Stockholders’ equity decreased $24.3 million, or 15.1%, to $136.4 million at September 30, 2023, from $160.7 million at June 30, 2023. The decrease in stockholders’ equity was primarily due to the repurchase of 1,624,018 shares at a total cost of $19.8 million, or $12.16 per share, during the quarter ended September 30, 2023 under the Company’s previously announced stock repurchase programs, as well as a $4.6 million increase in the accumulated other comprehensive loss component of equity related to the unrealized loss on available for sale securities, the payment of a $0.03 per share quarterly cash dividend in August 2023 totaling $348 thousand, and a $226 thousand one-time cumulative effect decrease to retained earnings from the adoption of ASU 2016-13. These decreases to stockholders’ equity were partially offset by $179 thousand of net income during the quarter ended September 30, 2023. Book value per share measured $12.60 as of September 30, 2023 compared to $12.91 as of June 30, 2023, and tangible book value per share(3) measured $12.10 as of September 30, 2023 compared to $12.48 as of June 30, 2023.
Net Interest Income
For the quarter ended September 30, 2023, net interest income was $4.7 million, a decrease of $1.5 million, or 24.0%, from the quarter ended September 30, 2022. The decrease in net interest income was primarily due to an increase in interest expense on deposits and borrowings, partially offset by an increase in interest income on loans and investments.

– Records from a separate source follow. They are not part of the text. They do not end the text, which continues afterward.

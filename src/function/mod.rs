//! Style functions: parsing, validation, compilation and evaluation.

mod compile;
mod evaluate;
mod interpolate;
mod property;
mod spec;
mod stops;
mod validate;

pub use compile::{CompiledFunction, FunctionKind, compile, compile_property};
pub use interpolate::{Interpolate, InterpolationType, interpolation_factor};
pub use property::{PropertyDescriptor, PropertyType};
pub use spec::{FunctionSpec, FunctionType, Stop, StopKey, is_function};
pub use stops::find_floor;
pub use validate::{SchemaValidator, StopsValidator, compile_validated};
//! Raster seam: the only place pixels are produced.
//!
//! [`DrawSurface`](crate::surface::DrawSurface) talks to the display through
//! the [`Raster`] trait and never mutates pixels any other way. Hosts supply
//! the real implementation (a 2D canvas context, a GPU texture, an image
//! buffer). [`DisplayList`] is the headless implementation: it records the
//! lines that would currently be visible, which is what tests and server-side
//! previews need.

#[cfg(test)]
#[path = "raster_test.rs"]
mod raster_test;

use crate::geometry::Point;

/// How the ends of an open line are drawn.
#[derive(Debug, Clone, Copy, PartialEq, Eq, Default)]
pub enum LineCap {
    Butt,
    #[default]
    Round,
    Square,
}

/// How two connected lines meet.
#[derive(Debug, Clone, Copy, PartialEq, Eq, Default)]
pub enum LineJoin {
    Miter,
    #[default]
    Round,
    Bevel,
}

/// Paint parameters for one line.
#[derive(Debug, Clone, PartialEq)]
pub struct StrokeStyle {
    /// CSS hex color.
    pub color: String,
    /// Line width in CSS pixels.
    pub width: f64,
    pub cap: LineCap,
    pub join: LineJoin,
}

impl StrokeStyle {
    /// Round caps and joins, so consecutive segments read as one smooth stroke.
    #[must_use]
    pub fn round(color: impl Into<String>, width: f64) -> Self {
        Self { color: color.into(), width, cap: LineCap::Round, join: LineJoin::Round }
    }
}

/// A drawing target measured in device pixels and addressed in CSS pixels.
pub trait Raster: Send {
    /// Reallocate the backing store at `width` × `height` device pixels and
    /// scale logical coordinates by `scale`, so one logical unit is one CSS
    /// pixel. Reallocation discards all content.
    fn resize_backing(&mut self, width: u32, height: u32, scale: f64);

    /// Erase every pixel, keeping size and scale.
    fn clear(&mut self);

    /// Draw a straight line between two points in CSS pixels.
    fn stroke_line(&mut self, from: Point, to: Point, style: &StrokeStyle);
}

/// One recorded line.
#[derive(Debug, Clone, PartialEq)]
pub struct Line {
    pub from: Point,
    pub to: Point,
    pub style: StrokeStyle,
}

/// Headless raster that keeps the visible lines in paint order.
#[derive(Debug, Clone)]
pub struct DisplayList {
    width: u32,
    height: u32,
    scale: f64,
    lines: Vec<Line>,
}

impl Default for DisplayList {
    fn default() -> Self {
        Self { width: 0, height: 0, scale: 1.0, lines: Vec::new() }
    }
}

impl DisplayList {
    #[must_use]
    pub fn new() -> Self {
        Self::default()
    }

    /// Backing-store size in device pixels.
    #[must_use]
    pub fn backing_size(&self) -> (u32, u32) {
        (self.width, self.height)
    }

    /// Current logical-to-device scale.
    #[must_use]
    pub fn scale(&self) -> f64 {
        self.scale
    }

    /// Visible lines, oldest first.
    #[must_use]
    pub fn lines(&self) -> &[Line] {
        &self.lines
    }

    #[must_use]
    pub fn is_empty(&self) -> bool {
        self.lines.is_empty()
    }
}

impl Raster for DisplayList {
    fn resize_backing(&mut self, width: u32, height: u32, scale: f64) {
        self.width = width;
        self.height = height;
        self.scale = scale;
        self.lines.clear();
    }

    fn clear(&mut self) {
        self.lines.clear();
    }

    fn stroke_line(&mut self, from: Point, to: Point, style: &StrokeStyle) {
        self.lines.push(Line { from, to, style: style.clone() });
    }
}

The net interest margin measured 2.52% for the quarter ended September 30, 2023, compared to 3.19% for the quarter ended September 30, 2022. The decrease in the net interest margin during the quarter ended September 30, 2023, compared to the same period in 2022 was primarily due to an increase in the average balance of deposits and the rise in interest rates that caused an increase in the cost of borrowings and deposits that exceeded the increase in interest income on loans and investments.
Non-interest Income
For the quarter ended September 30, 2023, non-interest income totaled $650 thousand, an increase of $368 thousand, or 130.5%, from the quarter ended September 30, 2022. The increase was primarily due to a $73 thousand unrealized gain on equity securities recorded during the quarter ended September 30, 2023 compared to a $273 thousand unrealized loss on equity securities recorded during the quarter ended September 30, 2022.
Non-interest Expense
For the quarter ended September 30, 2023, non-interest expense totaled $5.2 million, a decrease of $338 thousand, or 6.1%, from the quarter ended September 30, 2022. The decrease in non-interest expense was primarily due to a $306 thousand decrease in salaries and employee benefits primarily due to a reduction in the number of full-time employees consistent with the Company’s expense management initiatives.
Income Taxes
For the quarter ended September 30, 2023, the Company recorded a $15 thousand income tax benefit, reflecting an effective tax rate of (9.1)%, compared to a $67 thousand income tax benefit, reflecting an effective tax rate of (7.0)%, for the same period in 2022. The income tax benefit recorded during the quarter ended September 30, 2023 was primarily due to the $294 thousand of federal tax-exempt income recorded on bank-owned life insurance relative to the $164 thousand of income before income taxes. The Company recorded a $211 thousand income tax benefit related to a refund received associated with the carryback of net operating losses under the Coronavirus Aid, Relief, and Economic Security (“CARES”) Act during the quarter ended September 30, 2022.
Asset Quality
Asset quality metrics remain strong with non-performing assets to total assets decreasing to 0.45% as of September 30, 2023 from 0.49% as of June 30, 2023. During the quarter ended September 30, 2023, we recorded a $5 thousand provision for credit losses primarily due to an increase in our commercial construction and land loans. During the quarter ended September 30, 2022, we did not record a provision for loan losses due to stable asset quality metrics and continued low levels of net charge-offs and non-performing assets. Our allowance for credit losses totaled $3.6 million, or 0.75% of total loans, as of September 30, 2023, compared to $3.3 million, or 0.69% of total loans, as of June 30, 2023.